Seus advogados declararam-se inocentes em seu nome. Eles devem comparecer ao tribunal novamente em 1º de maio.

Os cinco policiais acusados ​​faziam parte da unidade especial Scorpion do departamento Lançado em 2021 para aumentar o crime violento em Memphis. A polícia de Memphis anunciou que a unidade seria permanentemente fechada logo após a divulgação do vídeo da prisão de Nichols em janeiro, e o DOJ disse na quarta-feira que revisaria unidades especiais separadamente nos EUA e criaria um guia para complementar sua revisão de Memphis. Polícia.
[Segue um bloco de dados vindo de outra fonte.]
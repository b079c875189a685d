//! Parsing input sequences into the string pool and the tuple stream.
//!
//! Each sequence is scanned k-mer by k-mer. Consecutive k-mers sharing one
//! minimizer form a *run*; closing a run stores its substring in the pool
//! and emits one tuple per stored string. Runs longer than `W = k - m + 1`
//! k-mers are split into blocks of `B = 2k - m` symbols (the last block may
//! be shorter) so that `num_kmers_in_string <= W` always holds. Within a
//! sequence, every run after the first is glued: it overlaps the previous
//! stored string by `k - 1` symbols, which are stored only once.

use crate::builder::config::BuildConfiguration;
use crate::builder::tuples::{MinimizerTuple, MinimizerTuples};
use crate::error::{Error, Result};
use crate::hasher::SeededHasher;
use crate::kmer;
use crate::pool::{CompactStringPool, PoolBuilder};
use needletail::parse_fastx_file;
use std::path::Path;
use tracing::debug;

/// Output of the parsing stage.
pub(crate) struct ParseData {
    /// Total number of k-mers enumerated from the input.
    pub num_kmers: u64,
    /// One tuple per stored string, in parse order (unsorted).
    pub tuples: MinimizerTuples,
    /// The finalized string pool.
    pub pool: CompactStringPool,
}

/// Streaming parser: feed sequences one at a time, then [`finish`](Self::finish).
pub(crate) struct SequenceParser {
    k: usize,
    m: usize,
    w: usize,
    block: usize,
    canonical: bool,
    max_num_kmers: Option<u64>,
    hasher: SeededHasher,
    pool: PoolBuilder,
    tuples: MinimizerTuples,
    num_kmers: u64,
    num_sequences: u64,
    num_bases: u64,
}

impl SequenceParser {
    pub fn new(config: &BuildConfiguration) -> Result<Self> {
        config.validate()?;
        let k = config.k;
        let m = config.m;
        let w = k - m + 1;
        if w as u64 >= 1u64 << u16::BITS {
            return Err(Error::Width {
                max_kmers_in_string: w as u64,
                bits: u16::BITS,
            });
        }
        Ok(Self {
            k,
            m,
            w,
            block: 2 * k - m,
            canonical: config.canonical_parsing,
            max_num_kmers: config.max_num_kmers,
            hasher: SeededHasher::new(config.seed),
            pool: PoolBuilder::new(k),
            tuples: MinimizerTuples::new(),
            num_kmers: 0,
            num_sequences: 0,
            num_bases: 0,
        })
    }

    /// True once the optional k-mer cap has been reached.
    pub fn saturated(&self) -> bool {
        self.max_num_kmers.is_some_and(|cap| self.num_kmers >= cap)
    }

    /// Scan one sequence. Sequences shorter than k are skipped.
    pub fn add_sequence(&mut self, seq: &[u8]) -> Result<()> {
        let k = self.k;
        if seq.len() < k || self.saturated() {
            return Ok(());
        }
        self.num_sequences += 1;
        self.num_bases += seq.len() as u64;

        let num_positions = seq.len() - k + 1;
        let mut begin = 0usize;
        let mut glue = false;
        let mut prev_minimizer: Option<u64> = None;
        let mut end = 0usize;

        while end < num_positions {
            let x = kmer::try_encode(&seq[end..end + k]).ok_or_else(|| {
                Error::InvalidInput(format!("non-ACGT base in sequence at k-mer position {end}"))
            })?;
            let mut minimizer = kmer::minimizer(x, k, self.m, &self.hasher);
            if self.canonical {
                let x_rc = kmer::reverse_complement(x, k);
                minimizer = minimizer.min(kmer::minimizer(x_rc, k, self.m, &self.hasher));
            }

            match prev_minimizer {
                None => prev_minimizer = Some(minimizer),
                Some(prev) if prev != minimizer => {
                    self.close_run(seq, begin, end, prev, glue)?;
                    begin = end;
                    prev_minimizer = Some(minimizer);
                    glue = true;
                }
                Some(_) => {}
            }

            self.num_kmers += 1;
            end += 1;
            if self.saturated() {
                break;
            }
        }

        if let Some(prev) = prev_minimizer {
            if end > begin {
                self.close_run(seq, begin, end, prev, glue)?;
            }
        }
        Ok(())
    }

    /// Store the run of k-mers at positions `[begin, end)`, splitting into
    /// blocks so that no stored string carries more than `W` k-mers.
    fn close_run(&mut self, seq: &[u8], begin: usize, end: usize, minimizer: u64, glue: bool) -> Result<()> {
        debug_assert!(end > begin);
        let k = self.k;
        let num_kmers = end - begin;
        let num_blocks = num_kmers.div_ceil(self.w);
        let mut size = num_kmers + k - 1;
        for i in 0..num_blocks {
            let n = if i + 1 == num_blocks { size } else { self.block };
            let kmers_in_block = n - k + 1;
            debug_assert!(kmers_in_block <= self.w);

            let mut offset = self.pool.offset();
            if glue {
                offset -= (k - 1) as u64;
            }
            self.tuples.push(MinimizerTuple {
                minimizer,
                offset,
                num_kmers_in_string: kmers_in_block as u16,
            });

            let block_begin = begin + i * self.w;
            self.pool.append(&seq[block_begin..block_begin + n], glue)?;
            if i + 1 != num_blocks {
                size -= self.w;
            }
        }
        Ok(())
    }

    /// Finalize the pool and hand back the parsed data.
    pub fn finish(self) -> ParseData {
        debug!(
            "parsed {} sequences, {} bases, {} kmers, {} strings",
            self.num_sequences,
            self.num_bases,
            self.num_kmers,
            self.tuples.len()
        );
        ParseData {
            num_kmers: self.num_kmers,
            tuples: self.tuples,
            pool: self.pool.finalize(),
        }
    }
}

/// Parse a FASTA/cuttlefish file (optionally gzip-compressed) into a
/// [`ParseData`]. Record headers are ignored; sequence lines shorter than k
/// are skipped.
pub(crate) fn parse_file<P: AsRef<Path>>(path: P, config: &BuildConfiguration) -> Result<ParseData> {
    let path = path.as_ref();
    let mut parser = SequenceParser::new(config)?;

    let mut reader = parse_fastx_file(path)
        .map_err(|e| Error::InvalidInput(format!("cannot open {}: {e}", path.display())))?;
    let mut num_records = 0u64;
    while let Some(record) = reader.next() {
        let record = record.map_err(|e| {
            Error::InvalidInput(format!("malformed record in {}: {e}", path.display()))
        })?;
        parser.add_sequence(&record.seq())?;
        num_records += 1;
        if num_records % 100_000 == 0 {
            debug!("read {num_records} records");
        }
        if parser.saturated() {
            break;
        }
    }
    Ok(parser.finish())
}

#[cfg(test)]
mod tests {
    use super::*;

    fn parse(seqs: &[&[u8]], config: &BuildConfiguration) -> ParseData {
        let mut parser = SequenceParser::new(config).unwrap();
        for seq in seqs {
            parser.add_sequence(seq).unwrap();
        }
        parser.finish()
    }

    #[test]
    fn short_sequences_are_skipped() {
        let config = BuildConfiguration::new(5, 3).unwrap();
        let data = parse(&[b"ACGT"], &config);
        assert_eq!(data.num_kmers, 0);
        assert!(data.tuples.is_empty());
        assert_eq!(data.pool.num_symbols(), 0);
    }

    #[test]
    fn single_sequence_counts_every_position() {
        let config = BuildConfiguration::new(5, 3).unwrap();
        let data = parse(&[b"ACGTACGT"], &config);
        assert_eq!(data.num_kmers, 4); // 8 - 5 + 1
    }

    #[test]
    fn runs_never_exceed_w_kmers() {
        // A homopolymer keeps one minimizer for the whole sequence, forcing
        // the run to be split into blocks of at most W k-mers.
        let config = BuildConfiguration::new(5, 3).unwrap(); // W = 3
        let data = parse(&[b"AAAAAAAAAAAA"], &config); // 8 k-mers
        assert_eq!(data.num_kmers, 8);

        let mut total = 0u64;
        let mut tuples = data.tuples;
        tuples.sort();
        for group in tuples.groups() {
            for t in group.list {
                assert!(t.num_kmers_in_string as usize <= 3);
                total += t.num_kmers_in_string as u64;
            }
        }
        assert_eq!(total, 8);
    }

    #[test]
    fn kmer_count_matches_pieces() {
        // N must equal the sum over pieces of (len - k + 1), whatever the
        // run/glue structure turned out to be.
        let config = BuildConfiguration::new(7, 3).unwrap();
        let data = parse(
            &[b"ACGGTCAGTCCTAGCTAATCGATCGG".as_slice(), b"TTACGGATCGTAGCTAACT".as_slice()],
            &config,
        );
        let k = 7u64;
        let pieces = &data.pool.pieces;
        let from_pieces: u64 = pieces
            .windows(2)
            .map(|w| (w[1] - w[0]) - (k - 1))
            .sum();
        assert_eq!(from_pieces, data.num_kmers);
    }

    #[test]
    fn tuple_offsets_address_their_kmers() {
        // Every tuple's offset must point at a stored k-mer run whose k-mers
        // all carry the tuple's minimizer.
        let mut config = BuildConfiguration::new(9, 5).unwrap();
        config.seed = 3;
        let seq = b"GCTAGCATCGTAGCTAGCTGACTAGCTAGTCA";
        let data = parse(&[seq], &config);
        let hasher = SeededHasher::new(config.seed);

        let mut tuples = data.tuples;
        tuples.sort();
        for group in tuples.groups() {
            for t in group.list {
                for j in 0..t.num_kmers_in_string as u64 {
                    let x = data.pool.kmer_at(t.offset + j, config.k);
                    let mini = kmer::minimizer(x, config.k, config.m, &hasher);
                    assert_eq!(mini, group.minimizer);
                }
            }
        }
    }

    #[test]
    fn max_num_kmers_caps_parsing() {
        let mut config = BuildConfiguration::new(5, 3).unwrap();
        config.max_num_kmers = Some(3);
        let data = parse(&[b"ACGTACGTACGT"], &config);
        assert_eq!(data.num_kmers, 3);
    }

    #[test]
    fn invalid_base_fails_the_parse() {
        let config = BuildConfiguration::new(5, 3).unwrap();
        let mut parser = SequenceParser::new(&config).unwrap();
        assert!(parser.add_sequence(b"ACGTNACGT").is_err());
    }
}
A polícia identificou um sexto policial que foi demitido em fevereiro. Preston Hemphill, que é branco, diz que foi acusado de violar as políticas do departamento incluindo aqueles que envolvem conduta pessoal e veracidade.

Sete policiais – além dos seis que foram demitidos na época – enfrentaram medidas disciplinares Sink disse em 7 de fevereiro por violações da política. O anúncio de terça-feira incluiu decisões disciplinares para todos os 13.

Além disso, dois Shelby County Sheriff’s Office Deputados no local foram suspensos Cada um ficou sem pagamento por suas partes no caso por cinco dias, de acordo com um comunicado de imprensa do Gabinete do Xerife obtido pela afiliada da CNN WHBQ.

Pamela Kirkland da CNN, Shimon Prokubeks e Hannah Rabinowitz contribuíram para este relatório.